Covid-19 salgını insan hayatını tehdit etmeye devam ederken, piyasaları da derinden sarmıştır. AB ile olan ilişkiler ve bölgesel çatışmalar dolayısıyla kırılgan hale gelen ekonomimiz olağanüstü koşullar altında iktisadi olarak sıkıntılar yaşamaktadır. Risk ortamının arttığı, uluslararası ticaret ve turizmin durma noktasına geldiği salgın günlerinde, gelişmiş ve gelişmekte olan ülkeler tarafından piyasaları koruma amaçlı hayata geçirilen maliye ve para politikaları kırılganlıkları daha da artırmıştır. Ülkemizde de döviz kurlarında yaşanan hızlı artış ve dalgalanmalar gündemin ilk maddesi haline gelmiş ve piyasa üzerinde giderek artan bir yüke dönüşmüştür.

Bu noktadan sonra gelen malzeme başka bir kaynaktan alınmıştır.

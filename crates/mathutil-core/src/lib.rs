//! # mathutil-core
//!
//! Core numeric routines for the mathutil console utility: a lazy Fibonacci
//! sequence, the Euclidean greatest common divisor, and a quadratic root
//! classifier. None of them perform I/O.

pub mod constants;
pub mod error;
pub mod gcd;
pub mod iterator;
pub mod quadratic;

// Re-exports
pub use constants::exit_codes;
pub use error::MathError;
pub use gcd::{gcd, gcd_steps};
pub use iterator::{FibIterator, FibSequence};
pub use quadratic::{discriminant, quadratic_roots, Roots};

/// Build the sequence of the first `terms` Fibonacci numbers.
///
/// # Example
/// ```
/// let seq = mathutil_core::fibonacci(10);
/// assert_eq!(seq.to_string(), "0 1 1 2 3 5 8 13 21 34");
/// ```
#[must_use]
pub fn fibonacci(terms: u64) -> FibSequence {
    FibSequence::new(terms)
}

Geçtiğimiz günlerde ekonomi yönetiminde değişimler meydana gelmiş, Hazine ve Maliye Bakanı ve Merkez Bankası başkanı değişmiştir. Bu değişim arkasından piyasa baskı ve beklentileri doğrultusunda faiz oranları 425 baz puan artırılmıştır. Faiz artışları öncesinde meydana gelen beklentiler kurun düşmesine yol açsa da sonrasında tekrardan yükselme meydana gelmiş, bu faiz artışı ateşi söndürmemiş bir miktar düşürmüştür. Ancak, önümüzdeki günlerde yeni dalgaların gelmesi muhtemeldir.
Sayın Cumhurbaşkanımız ve yeni ekonomi kurmaylarının piyasada istikrarın sağlanması için açıkladıkları reform çalışmaları olumlu bir resim çizmektedir. Merkez Bankasının somut adımlar atarak politikalarında sadeleşmeye gitmesi ve parasal sıkılaşmaya gitmesi Türk lirasının değerinin korunması için önemlidir. Finansal sektörde istikrar muhakkak orta ve uzun vadede reel sektöre pozitif dönüşler sağlayacaktır.
Ancak, ekonomide acı reçetelere başvurulurken reel sektörün içerisinden geçmiş olduğu şartları da göz önünden ayırmamak gerekmektedir. Ekonomimiz üçüncü çeyrekte alınan teşvik önlemleri ve desteklerle pozitif büyüme kaydetmiştir. Salgının yol açtığı dış talep açığı bu şekilde kapatılmış ve ekonominin çarkları dönmeye devam etmiştir. Bu bağlamda, yeni ekonomi yönetiminin de salgın şartları devam ettikçe başta KOBİ’ler olmak üzere reel sektörü desteklemeleri beklenmektedir. Destekler devam etmez ise üretim de yaşanacak kayıplar işsizliğe yol açacak, başta alt gelir grubu olmak üzere ciddi sosyal sorunlara yol açacaktır.
Finansal ve mali istikrar politikaları yanında krizden çıkmak için kamu bürokrasisi ve hukuk alanında da dile getirilen reform ve eylem planlarının hayata geçirilmesi gerekmektedir. Hukuk alanında hayata geçirilecek olan reform çalışmaları kadar var olan sistemin sağlıklı işletilebilmesi için eylem planları hazırlanmalı ve hayata geçirilmesi gerekmektedir.
Türkiye ekonomisini, finansal ve reel piyasaları tehdit eden riskleri minimize edecek adımlar acilen atılmalıdır. Hem küresel ekonomide artan kriz ortamıyla mücadele etmek hem de iç piyasada yaşanan problemlere karşı koyabilmek için ekonomimizde ve piyasalarımızda öncelikle güven ve istikrar ortamına ihtiyaç vardır.